In the case of the Texas solar project, historical-based modelling was not sufficient to predict the impact of such an event. In contrast, using probabilistic models enables insurers to better account for the impact of future events. A probabilistic methodology looks beyond historical data, considering all realistic possibilities that could occur within a set timeframe. It’s a robust approach that quantifies the likelihood of an event happening in a certain year, as well as the ramifications of such an event.
Impacts on terms & conditions
As the market develops and insurers embrace higher standards of data, analytics and insights into a location’s true exposure, it may drive increased insurer confidence in the risk exposure resulting in more competitive pricing of insurance and allow for broader coverage for insureds. Insurers will be able to differentiate their appetite to underwrite projects through the terms and conditions they offer and the premium levels they charge.
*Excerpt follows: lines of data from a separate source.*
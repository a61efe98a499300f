use std::time::Duration;

use actix_web::web::Bytes;
use actix_web::{test, App};
use awc::error::WsProtocolError;
use awc::ws::{Frame, Message};
use futures::{Sink, SinkExt, Stream, StreamExt};

use collab_server::config::{ExecutionSettings, RelaySettings};
use collab_server::handlers::root;
use collab_server::server::spawn_server;
use collab_system::serde_json::{self, json, Value};
use collab_system::ServerEvent;

fn start_relay() -> test::TestServer {
    let srv_tx = spawn_server();
    test::start(move || {
        App::new()
            .data(srv_tx.clone())
            .data(RelaySettings {
                channel_capacity: 64,
            })
            .data(ExecutionSettings {
                delay: Duration::from_millis(0),
            })
            .configure(root)
    })
}

async fn recv_frame<S>(conn: &mut S) -> Frame
where
    S: Stream<Item = Result<Frame, WsProtocolError>> + Unpin,
{
    match tokio::time::timeout(Duration::from_secs(5), conn.next())
        .await
        .expect("timed out waiting for a frame")
    {
        Some(Ok(frame)) => frame,
        other => panic!("connection ended: {:?}", other),
    }
}

async fn wait_for<S, F>(conn: &mut S, wanted: F) -> ServerEvent
where
    S: Stream<Item = Result<Frame, WsProtocolError>> + Unpin,
    F: Fn(&ServerEvent) -> bool,
{
    loop {
        if let Frame::Text(bytes) = recv_frame(conn).await {
            let event: ServerEvent =
                serde_json::from_slice(&bytes).expect("server sends decodable events");
            if wanted(&event) {
                return event;
            }
        }
    }
}

async fn connected<S>(conn: &mut S) -> String
where
    S: Stream<Item = Result<Frame, WsProtocolError>> + Unpin,
{
    match wait_for(conn, |e| matches!(e, ServerEvent::Connected(_))).await {
        ServerEvent::Connected(user) => user.username,
        _ => unreachable!(),
    }
}

async fn send_json<S>(conn: &mut S, value: Value)
where
    S: Sink<Message, Error = WsProtocolError> + Unpin,
{
    conn.send(Message::Text(value.to_string()))
        .await
        .expect("frame must be sent");
}

#[actix_rt::test]
async fn it_names_users_from_the_query_string() {
    let mut srv = start_relay();

    let mut kim = srv.ws_at("/ws/?username=kim").await.expect("");
    assert_eq!(connected(&mut kim).await, "kim");

    let mut nameless = srv.ws_at("/ws").await.expect("");
    assert_eq!(connected(&mut nameless).await, "Anonymous");
}

#[actix_rt::test]
async fn it_decodes_text_and_binary_frames() {
    let mut srv = start_relay();
    let mut a = srv.ws_at("/ws/?username=a").await.expect("");
    connected(&mut a).await;
    let mut b = srv.ws_at("/ws/?username=b").await.expect("");
    connected(&mut b).await;

    send_json(&mut a, json!({ "event": "code_update", "data": "print(1)" })).await;
    wait_for(&mut b, |e| *e == ServerEvent::CodeUpdate("print(1)".into())).await;

    let frame = json!({ "event": "language_change", "data": "python" }).to_string();
    a.send(Message::Binary(Bytes::from(frame)))
        .await
        .expect("");
    wait_for(&mut b, |e| *e == ServerEvent::LanguageChange("python".into())).await;
}

#[actix_rt::test]
async fn it_answers_pings() {
    let mut srv = start_relay();
    let mut conn = srv.ws_at("/ws/?username=kim").await.expect("");

    conn.send(Message::Ping(Bytes::from_static(b"are you there")))
        .await
        .expect("");
    loop {
        if let Frame::Pong(payload) = recv_frame(&mut conn).await {
            assert_eq!(&payload[..], b"are you there");
            break;
        }
    }
}

#[actix_rt::test]
async fn undecodable_frames_do_not_close_the_connection() {
    let mut srv = start_relay();
    let mut conn = srv.ws_at("/ws/?username=kim").await.expect("");
    connected(&mut conn).await;

    conn.send(Message::Text("not json".into())).await.expect("");
    send_json(
        &mut conn,
        json!({ "event": "canvas_object_added", "data": { "x": 1 } }),
    )
    .await;
    send_json(&mut conn, json!({ "event": "chat_message", "data": "bare string" })).await;
    send_json(
        &mut conn,
        json!({ "event": "chat_message", "data": { "text": "still here" } }),
    )
    .await;

    wait_for(&mut conn, |e| {
        matches!(e, ServerEvent::ChatMessage(m) if m.text == "still here")
    })
    .await;
}

#[actix_rt::test]
async fn closing_announces_the_departure() {
    let mut srv = start_relay();
    let mut a = srv.ws_at("/ws/?username=a").await.expect("");
    connected(&mut a).await;
    let mut b = srv.ws_at("/ws/?username=b").await.expect("");
    connected(&mut b).await;

    a.send(Message::Close(None)).await.expect("");

    wait_for(&mut b, |e| {
        matches!(e, ServerEvent::ChatMessage(m) if m.text == "a left the workspace")
    })
    .await;
}

#[actix_rt::test]
async fn connections_closed_right_away_leave_no_ghost() {
    let mut srv = start_relay();

    let mut ghost = srv.ws_at("/ws/?username=ghost").await.expect("");
    ghost.send(Message::Text("not json".into())).await.expect("");
    ghost.send(Message::Close(None)).await.expect("");
    drop(ghost);

    let mut late = srv.ws_at("/ws/?username=late").await.expect("");
    wait_for(&mut late, |e| match e {
        ServerEvent::Users(users) => {
            users.len() == 1 && users[0].username == "late"
        }
        _ => false,
    })
    .await;
}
As natural catastrophe events are expected to occur ever more frequently as a result of climate change, this will continue to impact insurers’ underwriting decisions and criteria will tighten. This in turn will mean that owners of, and investors and financiers in, renewable projects will need to provide more granular, detailed data regarding a site location’s risk profile. As an example, when it comes to flooding events, the fact that a site has a known propensity to flooding does not make it uninsurable. Rather it requires evidence of adequate risk mitigation initiatives such as having a flood management plan in place, storing equipment on high ground and building equipment above designated flood levels.
For all perils, the level of coverage offered will reflect the site-specific risk and the mitigation methods being implemented by the owner or developer. The more an underwriter understands regarding both the physical risks present and the procedures in place to manage these, the better the outcome or solution will be for all parties. One of the most significant challenges for those seeking insurance is a request for more detailed project information relating to exposure that has not been accounted for or is not readily available. Having this information already at hand quickens the process and limits the likelihood of there being an adverse impact on policy terms and conditions which could in turn negatively impact a project’s financials.
An effective and timely approach to risk assessment and insurer engagement process is one of the best ways a project owner or developer can make sure that they have the appropriate insurance, for the best possible price. There will always be risk, the goal is not to eliminate risk but rather to ensure that insureds are prepared for the risks that are applicable to them. Not only does this save on potential premium costs, but it also supports the underwriting methodology of insurers, allowing them to optimally deploy their capacity. Comprehensive risk assessment enables insurers to be adequately capitalised and to quickly allocate that capital in the case that an insurable event does occur. Insurers, brokers, developers, owners and investors all must work together to provide the best possible data to ensure the best possible outcome for all involved.
*Source: Insurance Journal – ‘Insured Losses for March’s New South Wales, Queensland Floods Estimated at A$916M.’
The views and opinions expressed in this article are the author’s own, and do not necessarily reflect those held by pv magazine.